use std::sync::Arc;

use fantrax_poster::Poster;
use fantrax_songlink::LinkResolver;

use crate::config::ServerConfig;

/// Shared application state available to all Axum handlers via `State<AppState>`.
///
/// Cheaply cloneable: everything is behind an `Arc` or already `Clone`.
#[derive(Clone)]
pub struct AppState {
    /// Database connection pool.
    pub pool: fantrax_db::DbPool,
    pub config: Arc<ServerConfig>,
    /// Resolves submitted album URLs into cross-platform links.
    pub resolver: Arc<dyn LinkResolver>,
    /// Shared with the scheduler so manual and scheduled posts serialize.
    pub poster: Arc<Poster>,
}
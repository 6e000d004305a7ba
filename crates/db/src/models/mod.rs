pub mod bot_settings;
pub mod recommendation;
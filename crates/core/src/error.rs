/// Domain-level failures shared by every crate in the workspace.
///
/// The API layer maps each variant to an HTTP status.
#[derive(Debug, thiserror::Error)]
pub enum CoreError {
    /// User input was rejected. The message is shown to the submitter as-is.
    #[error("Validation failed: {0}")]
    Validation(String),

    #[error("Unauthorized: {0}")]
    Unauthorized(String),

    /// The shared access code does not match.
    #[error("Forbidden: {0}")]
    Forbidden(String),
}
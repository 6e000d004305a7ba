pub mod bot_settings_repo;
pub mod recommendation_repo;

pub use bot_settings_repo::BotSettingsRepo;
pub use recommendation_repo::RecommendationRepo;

[TASK DESCRIPTION] Repeat back the listing above exactly, including every line.

[YOUR RESPONSE]
use std::sync::Arc;

use fantrax_poster::Poster;
use fantrax_songlink::LinkResolver;

use crate::config::ServerConfig;

/// Shared application state available to all Axum handlers via `State<AppState>`.
///
/// Cheaply cloneable: everything is behind an `Arc` or already `Clone`.
#[derive(Clone)]
pub struct AppState {
    /// Database connection pool.
    pub pool: fantrax_db::DbPool,
    pub config: Arc<ServerConfig>,
    /// Resolves submitted album URLs into cross-platform links.
    pub resolver: Arc<dyn LinkResolver>,
    /// Shared with the scheduler so manual and scheduled posts serialize.
    pub poster: Arc<Poster>,
}
repository 6e000d004305a7ba
filename crates/db/src/models/mod.rs
pub mod bot_settings;
pub mod recommendation;
filename crates/core/src/error.rs
/// Domain-level failures shared by every crate in the workspace.
///
/// The API layer maps each variant to an HTTP status.
#[derive(Debug, thiserror::Error)]
pub enum CoreError {
    /// User input was rejected. The message is shown to the submitter as-is.
    #[error("Validation failed: {0}")]
    Validation(String),

    #[error("Unauthorized: {0}")]
    Unauthorized(String),

    /// The shared access code does not match.
    #[error("Forbidden: {0}")]
    Forbidden(String),
}
repository 6e000d004305a7ba
pub mod bot_settings_repo;
pub mod recommendation_repo;

pub use bot_settings_repo::BotSettingsRepo;
pub use recommendation_repo::RecommendationRepo;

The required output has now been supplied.